*** Opening of EXCERPTED RECORDS ***
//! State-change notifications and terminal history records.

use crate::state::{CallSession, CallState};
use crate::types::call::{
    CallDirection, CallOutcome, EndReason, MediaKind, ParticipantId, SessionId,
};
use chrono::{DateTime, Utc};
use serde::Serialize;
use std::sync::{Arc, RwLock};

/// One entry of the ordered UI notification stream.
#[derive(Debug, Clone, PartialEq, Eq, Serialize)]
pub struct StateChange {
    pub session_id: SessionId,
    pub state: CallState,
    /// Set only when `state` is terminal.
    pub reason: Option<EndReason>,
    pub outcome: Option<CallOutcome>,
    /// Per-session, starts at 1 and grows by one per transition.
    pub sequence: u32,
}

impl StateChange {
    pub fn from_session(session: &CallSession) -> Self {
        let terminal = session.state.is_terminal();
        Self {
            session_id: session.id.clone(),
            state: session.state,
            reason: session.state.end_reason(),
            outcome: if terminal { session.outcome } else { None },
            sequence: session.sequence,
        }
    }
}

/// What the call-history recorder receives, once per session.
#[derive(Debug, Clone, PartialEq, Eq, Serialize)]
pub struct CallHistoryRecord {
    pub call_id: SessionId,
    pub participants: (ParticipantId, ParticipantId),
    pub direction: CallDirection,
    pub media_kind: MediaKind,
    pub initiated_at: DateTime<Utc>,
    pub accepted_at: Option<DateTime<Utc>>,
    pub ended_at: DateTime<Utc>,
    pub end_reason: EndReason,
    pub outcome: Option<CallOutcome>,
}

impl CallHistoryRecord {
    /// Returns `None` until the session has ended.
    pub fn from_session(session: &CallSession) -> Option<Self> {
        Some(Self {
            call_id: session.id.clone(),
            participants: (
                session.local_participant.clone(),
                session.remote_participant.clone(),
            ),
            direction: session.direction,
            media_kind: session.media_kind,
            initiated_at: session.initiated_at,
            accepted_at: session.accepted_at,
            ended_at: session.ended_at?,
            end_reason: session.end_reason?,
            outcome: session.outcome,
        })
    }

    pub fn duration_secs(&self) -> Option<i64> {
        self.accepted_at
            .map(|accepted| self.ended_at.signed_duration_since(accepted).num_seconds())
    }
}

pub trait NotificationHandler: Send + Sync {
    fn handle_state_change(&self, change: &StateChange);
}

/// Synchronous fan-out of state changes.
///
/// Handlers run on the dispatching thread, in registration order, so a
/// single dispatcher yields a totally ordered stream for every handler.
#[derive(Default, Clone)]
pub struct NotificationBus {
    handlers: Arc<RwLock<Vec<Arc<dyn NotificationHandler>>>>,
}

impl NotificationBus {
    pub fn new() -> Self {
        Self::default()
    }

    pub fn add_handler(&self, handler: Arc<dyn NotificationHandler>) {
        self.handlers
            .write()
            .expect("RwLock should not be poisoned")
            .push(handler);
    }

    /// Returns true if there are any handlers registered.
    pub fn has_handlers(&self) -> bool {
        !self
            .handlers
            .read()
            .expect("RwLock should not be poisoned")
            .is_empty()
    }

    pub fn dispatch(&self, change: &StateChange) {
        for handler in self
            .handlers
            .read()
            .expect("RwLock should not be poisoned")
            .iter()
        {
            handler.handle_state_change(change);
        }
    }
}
*** Close of EXCERPTED RECORDS ***
TASK DETAILS: Find every line in the records that contains the word "struct"; copy those lines.

RESULT OF THIS EXERCISE:
pub struct StateChange {
pub struct CallHistoryRecord {
pub struct NotificationBus {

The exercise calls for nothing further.